→ Exercise instructions: What you give back should be exactly the opening lines of the data, ending with the line that contains "pub struct MailboxMessage" and including it.

Collected data entries
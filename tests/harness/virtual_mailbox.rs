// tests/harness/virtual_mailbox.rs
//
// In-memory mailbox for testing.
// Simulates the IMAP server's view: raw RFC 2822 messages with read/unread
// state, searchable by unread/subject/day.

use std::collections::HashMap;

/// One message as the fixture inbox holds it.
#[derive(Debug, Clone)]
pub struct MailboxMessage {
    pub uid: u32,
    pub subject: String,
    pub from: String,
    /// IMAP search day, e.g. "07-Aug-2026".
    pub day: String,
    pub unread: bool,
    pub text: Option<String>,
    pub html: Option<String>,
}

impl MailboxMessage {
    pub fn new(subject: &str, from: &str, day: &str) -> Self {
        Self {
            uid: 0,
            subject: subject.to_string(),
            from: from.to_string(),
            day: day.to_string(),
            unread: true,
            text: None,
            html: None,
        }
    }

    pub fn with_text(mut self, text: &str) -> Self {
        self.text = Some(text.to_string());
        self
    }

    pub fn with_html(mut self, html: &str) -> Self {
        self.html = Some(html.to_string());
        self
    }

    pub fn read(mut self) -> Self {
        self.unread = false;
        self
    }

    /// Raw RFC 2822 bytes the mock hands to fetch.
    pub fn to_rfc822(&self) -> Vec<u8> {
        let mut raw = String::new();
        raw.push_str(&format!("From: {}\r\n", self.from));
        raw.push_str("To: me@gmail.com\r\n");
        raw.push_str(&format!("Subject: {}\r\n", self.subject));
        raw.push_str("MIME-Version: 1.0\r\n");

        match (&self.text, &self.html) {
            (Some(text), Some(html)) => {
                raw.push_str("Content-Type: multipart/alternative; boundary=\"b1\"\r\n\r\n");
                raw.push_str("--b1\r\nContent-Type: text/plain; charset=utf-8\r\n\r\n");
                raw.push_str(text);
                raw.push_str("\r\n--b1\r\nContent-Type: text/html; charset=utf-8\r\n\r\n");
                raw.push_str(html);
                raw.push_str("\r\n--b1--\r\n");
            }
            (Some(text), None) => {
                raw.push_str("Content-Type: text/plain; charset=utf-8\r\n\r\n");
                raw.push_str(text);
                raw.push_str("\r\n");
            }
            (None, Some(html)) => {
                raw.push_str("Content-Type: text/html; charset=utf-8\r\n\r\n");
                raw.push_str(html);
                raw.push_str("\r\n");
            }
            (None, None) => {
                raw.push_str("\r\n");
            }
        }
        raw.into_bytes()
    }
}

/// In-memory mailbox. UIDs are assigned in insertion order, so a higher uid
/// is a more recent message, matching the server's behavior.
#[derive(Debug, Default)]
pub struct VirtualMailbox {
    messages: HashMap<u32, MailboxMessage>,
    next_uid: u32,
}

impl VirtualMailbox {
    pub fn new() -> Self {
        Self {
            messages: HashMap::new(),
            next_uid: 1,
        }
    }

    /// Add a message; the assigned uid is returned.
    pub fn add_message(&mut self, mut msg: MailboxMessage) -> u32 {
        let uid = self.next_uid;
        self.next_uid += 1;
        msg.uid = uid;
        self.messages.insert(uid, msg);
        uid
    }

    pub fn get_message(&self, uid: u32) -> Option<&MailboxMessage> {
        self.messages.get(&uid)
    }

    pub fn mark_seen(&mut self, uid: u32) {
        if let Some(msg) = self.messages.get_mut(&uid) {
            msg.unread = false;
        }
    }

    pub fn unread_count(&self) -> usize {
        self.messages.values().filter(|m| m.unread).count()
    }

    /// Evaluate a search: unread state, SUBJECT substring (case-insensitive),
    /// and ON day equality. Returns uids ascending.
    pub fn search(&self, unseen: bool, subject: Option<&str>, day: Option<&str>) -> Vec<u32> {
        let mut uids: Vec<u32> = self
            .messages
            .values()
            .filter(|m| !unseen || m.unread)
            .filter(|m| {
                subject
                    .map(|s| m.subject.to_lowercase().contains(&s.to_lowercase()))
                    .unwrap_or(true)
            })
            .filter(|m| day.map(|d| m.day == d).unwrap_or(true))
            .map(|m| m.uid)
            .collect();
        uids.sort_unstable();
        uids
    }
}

→ Reply to the task:
filename tests/harness/virtual_mailbox.rs
// tests/harness/virtual_mailbox.rs
//
// In-memory mailbox for testing.
// Simulates the IMAP server's view: raw RFC 2822 messages with read/unread
// state, searchable by unread/subject/day.

use std::collections::HashMap;

/// One message as the fixture inbox holds it.
#[derive(Debug, Clone)]
pub struct MailboxMessage {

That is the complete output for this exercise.